*Provided data*.
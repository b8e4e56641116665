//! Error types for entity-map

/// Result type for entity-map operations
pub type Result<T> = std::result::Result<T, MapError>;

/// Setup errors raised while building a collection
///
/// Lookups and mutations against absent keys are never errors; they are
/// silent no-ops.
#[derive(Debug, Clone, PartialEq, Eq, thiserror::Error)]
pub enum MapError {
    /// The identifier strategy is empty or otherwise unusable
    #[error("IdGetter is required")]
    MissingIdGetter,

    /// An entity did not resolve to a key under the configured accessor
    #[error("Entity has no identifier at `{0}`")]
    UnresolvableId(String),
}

*What you need to do*.
Your answer should consist of the lines of the listing that contain "errors", copied as they stand.

*Expected output*.
/// Setup errors raised while building a collection
/// Lookups and mutations against absent keys are never errors; they are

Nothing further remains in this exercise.